Whenever a line below includes the string "core", show it.

[Saved data entries]
:::::
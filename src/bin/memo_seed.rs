// ABOUTME: memo-seed - command-line runner for the Memo database seeders
// ABOUTME: Runs the full catalogue or named steps, lists steps and resolves coefficients
//
// SPDX-License-Identifier: MIT OR Apache-2.0
// Copyright (c) 2025 Pierre Fitness Intelligence

//! Memo database seeder.
//!
//! Usage:
//! ```bash
//! # Reference data only
//! memo-seed all
//!
//! # Reference data followed by every fixture generator
//! memo-seed all --with-fixtures
//!
//! # Named steps, ordered by their table dependencies
//! memo-seed run fake-quizzes academic-structure
//!
//! # Show every step with the tables it needs
//! memo-seed list
//!
//! # Coefficient of a subject within a stream
//! memo-seed resolve --subject mathematics-mathematics --stream mathematics
//!
//! # Reproducible run against a scratch database
//! memo-seed --database-url sqlite:./data/scratch.db --seed 42 all --with-fixtures
//! ```

use anyhow::Result;
use clap::{Parser, Subcommand};
use memo_seeder::{
    config::SeedConfig,
    database::Database,
    errors::AppError,
    logging::LoggingConfig,
    seeding::{
        catalogue, coefficients::CoefficientResolver, RunSummary, SeedOutcome, SeedPlan, SeedStep,
    },
};
use tracing::info;

#[derive(Parser)]
#[command(
    name = "memo-seed",
    about = "Memo Database Seeder",
    long_about = "Populate the Memo BAC exam-prep database with reference data and sample fixtures"
)]
struct Cli {
    #[command(subcommand)]
    command: Command,

    /// Database URL override
    #[arg(long, global = true)]
    database_url: Option<String>,

    /// Seed for the random source, for reproducible fixtures
    #[arg(long, global = true)]
    seed: Option<u64>,

    /// Enable debug logging
    #[arg(long, short = 'v', global = true)]
    verbose: bool,
}

#[non_exhaustive]
#[derive(Subcommand)]
enum Command {
    /// Run the reference data steps
    All {
        /// Also run every fixture generator
        #[arg(long)]
        with_fixtures: bool,
    },

    /// Run the named steps
    Run {
        /// Step names, see `memo-seed list`
        #[arg(required = true)]
        steps: Vec<SeedStep>,
    },

    /// List every step with its requirements
    List,

    /// Print the coefficient of a subject within a stream
    Resolve {
        /// Subject slug
        #[arg(long)]
        subject: String,

        /// Stream slug
        #[arg(long)]
        stream: String,
    },
}

#[tokio::main]
async fn main() -> Result<()> {
    let cli = Cli::parse();

    let mut logging = LoggingConfig::from_env();
    if cli.verbose {
        logging = logging.with_level("debug");
    }
    logging.init()?;

    if matches!(cli.command, Command::List) {
        print_catalogue();
        return Ok(());
    }

    let config = SeedConfig::from_env()?
        .with_overrides(cli.database_url.as_deref(), cli.seed)?
        .with_resolved_seed();
    info!(database = %config.database_url, seed = config.effective_seed(), "Seeder configured");
    let database = Database::new(&config.database_url).await?;

    match cli.command {
        Command::All { with_fixtures } => {
            let plan = SeedPlan::new(catalogue::all(with_fixtures || config.with_fixtures))?;
            let summary = plan.run(&database, &config).await?;
            print_summary(&summary);
        }
        Command::Run { steps } => {
            let plan = SeedPlan::new(catalogue::by_steps(&steps))?;
            let summary = plan.run(&database, &config).await?;
            print_summary(&summary);
        }
        Command::Resolve { subject, stream } => {
            resolve(&database, &subject, &stream).await?;
        }
        Command::List => {}
    }

    Ok(())
}

fn print_catalogue() {
    for step in SeedStep::ALL {
        let seeder = catalogue::seeder_for(step);
        let requires = seeder
            .requires()
            .iter()
            .map(ToString::to_string)
            .collect::<Vec<_>>();
        let kind = if step.is_fixture() { "fixture" } else { "core" };
        let requires = if requires.is_empty() {
            "-".to_owned()
        } else {
            requires.join(", ")
        };
        println!("{:<22} {kind:<8} requires: {requires}", step.as_str());
    }
}

fn print_summary(summary: &RunSummary) {
    for report in summary.reports() {
        match &report.outcome {
            SeedOutcome::Completed { rows } => println!(
                "{:<22} completed  {rows:>6} rows  {:>6} ms",
                report.step.as_str(),
                report.duration_ms
            ),
            SeedOutcome::Skipped { reason } => {
                println!("{:<22} skipped    {reason}", report.step.as_str());
            }
        }
    }
    println!(
        "{} completed, {} skipped, {} rows",
        summary.completed().count(),
        summary.skipped().count(),
        summary.total_rows()
    );
}

async fn resolve(database: &Database, subject_slug: &str, stream_slug: &str) -> Result<()> {
    let subject = database
        .get_subject_by_slug(subject_slug)
        .await?
        .ok_or_else(|| AppError::not_found(format!("subject '{subject_slug}'")))?;
    let stream = database
        .get_stream_by_slug(stream_slug)
        .await?
        .ok_or_else(|| AppError::not_found(format!("stream '{stream_slug}'")))?;

    let resolved = CoefficientResolver::new(database)
        .resolve(subject.id, stream.id)
        .await?;
    println!(
        "{subject_slug} in {stream_slug}: coefficient {} ({})",
        resolved.value, resolved.source
    );
    Ok(())
}
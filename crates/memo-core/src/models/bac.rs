// ABOUTME: BAC exam archive models: sessions, years, exam papers and their chapters
// ABOUTME: Sessions are global and shared by every BAC year
//
// SPDX-License-Identifier: MIT OR Apache-2.0
// Copyright (c) 2025 Pierre Fitness Intelligence

use serde::{Deserialize, Serialize};

/// Kind of exam session
#[derive(Debug, Clone, Copy, PartialEq, Eq, Hash, Serialize, Deserialize, Default)]
#[serde(rename_all = "snake_case")]
pub enum BacSessionType {
    /// Regular June session
    #[default]
    Main,
    /// Make-up session
    Makeup,
}

impl BacSessionType {
    /// Convert to database string representation
    #[must_use]
    pub const fn as_str(&self) -> &'static str {
        match self {
            Self::Main => "main",
            Self::Makeup => "makeup",
        }
    }

    /// Parse from database string representation
    #[must_use]
    pub fn parse(s: &str) -> Self {
        match s.to_lowercase().as_str() {
            "makeup" => Self::Makeup,
            _ => Self::Main,
        }
    }
}

/// Exam session shared by every exam year
#[derive(Debug, Clone, PartialEq, Eq, Serialize, Deserialize)]
pub struct BacSession {
    /// Row id
    pub id: i64,
    /// Arabic display name
    pub name_ar: String,
    /// Natural key
    pub slug: String,
    /// Main or make-up session
    pub session_type: BacSessionType,
}

/// Exam archive year
#[derive(Debug, Clone, Copy, PartialEq, Eq, Serialize, Deserialize)]
pub struct BacYear {
    /// Row id
    pub id: i64,
    /// Calendar year
    pub year: i32,
    /// Shown in the archive
    pub is_active: bool,
}

/// Insert payload for an archived exam paper
#[derive(Debug, Clone, PartialEq, Eq)]
pub struct NewBacSubject {
    /// Exam year row
    pub bac_year_id: i64,
    /// Session row
    pub bac_session_id: i64,
    /// Examined subject
    pub subject_id: i64,
    /// Stream the paper was set for
    pub academic_stream_id: i64,
    /// Arabic title
    pub title_ar: String,
    /// Paper file path
    pub file_path: String,
    /// Correction file path, when a correction exists
    pub correction_file_path: Option<String>,
    /// Exam duration
    pub duration_minutes: u32,
    /// View counter
    pub views_count: u32,
    /// Download counter
    pub downloads_count: u32,
}
// ABOUTME: Configuration management for seeding runs
// ABOUTME: Database URL parsing and environment-driven seeder settings
//
// SPDX-License-Identifier: MIT OR Apache-2.0
// Copyright (c) 2025 Pierre Fitness Intelligence
//! Configuration module for the Memo seeders
//!
//! - **Database**: type-safe database URL (`SQLite` file or in-memory)
//! - **Seed**: fixture sizes, random seed, password cost and quiz stream

/// Database URL parsing
pub mod database;
/// Seeder settings loaded from the environment
pub mod seed;

pub use database::DatabaseUrl;
pub use seed::SeedConfig;
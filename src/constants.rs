// ABOUTME: System-wide constants for the Memo seeders
// ABOUTME: Environment variable names, configuration defaults and fixture identities
//
// SPDX-License-Identifier: MIT OR Apache-2.0
// Copyright (c) 2025 Pierre Fitness Intelligence

//! # Constants Module
//!
//! Hardcoded names and defaults. Values that can be overridden at runtime are read
//! by [`crate::config::SeedConfig::from_env`] using the variable names below.

/// Service identity used in logs
pub mod service_names {
    /// Binary name
    pub const MEMO_SEED: &str = "memo-seed";
}

/// Environment variable names
pub mod env_vars {
    /// Database connection string
    pub const DATABASE_URL: &str = "DATABASE_URL";
    /// Seed for the random source
    pub const SEED_RNG: &str = "MEMO_SEED_RNG";
    /// Synthetic analytics users to create
    pub const FAKE_USERS: &str = "MEMO_FAKE_USERS";
    /// Commerce fixture students to create
    pub const TEST_STUDENTS: &str = "MEMO_TEST_STUDENTS";
    /// Subscription codes to create
    pub const SUBSCRIPTION_CODES: &str = "MEMO_SUBSCRIPTION_CODES";
    /// Stream whose BAC subjects receive sample quizzes
    pub const QUIZ_STREAM: &str = "MEMO_QUIZ_STREAM";
    /// Bcrypt cost for fixture accounts
    pub const PASSWORD_COST: &str = "MEMO_PASSWORD_COST";
    /// Include fixture generators in `seed all`
    pub const WITH_FIXTURES: &str = "MEMO_WITH_FIXTURES";
}

/// Configuration defaults
pub mod defaults {
    /// Default `SQLite` database location
    pub const DATABASE_URL: &str = "sqlite:./data/memo.db";
    /// Synthetic analytics users
    pub const FAKE_USERS: u32 = 50;
    /// Commerce fixture students
    pub const TEST_STUDENTS: u32 = 20;
    /// Subscription codes
    pub const SUBSCRIPTION_CODES: u32 = 30;
    /// Stream receiving sample quizzes
    pub const QUIZ_STREAM: &str = "sciences-exp";
    /// Cheapest accepted bcrypt cost
    pub const PASSWORD_COST: u32 = 4;
}

/// Fixture account identities
pub mod fixtures {
    /// Plain password shared by every fixture account
    pub const PASSWORD: &str = "password";
    /// Administrator created by the commerce fixtures when none exists
    pub const ADMIN_EMAIL: &str = "admin@test.com";
    /// Administrator display name
    pub const ADMIN_NAME: &str = "مدير النظام";
    /// `LIKE` pattern matching synthetic analytics users
    pub const ANALYTICS_EMAIL_PATTERN: &str = "student%@example.com";
    /// `LIKE` pattern matching fixture courses
    pub const COURSE_SLUG_PATTERN: &str = "dor-%";

    /// Email of the n-th synthetic analytics user
    #[must_use]
    pub fn analytics_email(index: u32) -> String {
        format!("student{index}@example.com")
    }

    /// Email of the n-th fixture student, shared by the commerce and curated quiz fixtures
    #[must_use]
    pub fn test_student_email(index: u32) -> String {
        format!("student{index}@test.com")
    }
}

/// App settings keys
pub mod settings {
    /// Toggles the promo slider on the home page
    pub const PROMOS_SECTION_ENABLED: &str = "promos_section_enabled";
}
:::::
RESPONSE BELOW —
        let kind = if step.is_fixture() { "fixture" } else { "core" };
filename crates/memo-core/src/models/bac.rs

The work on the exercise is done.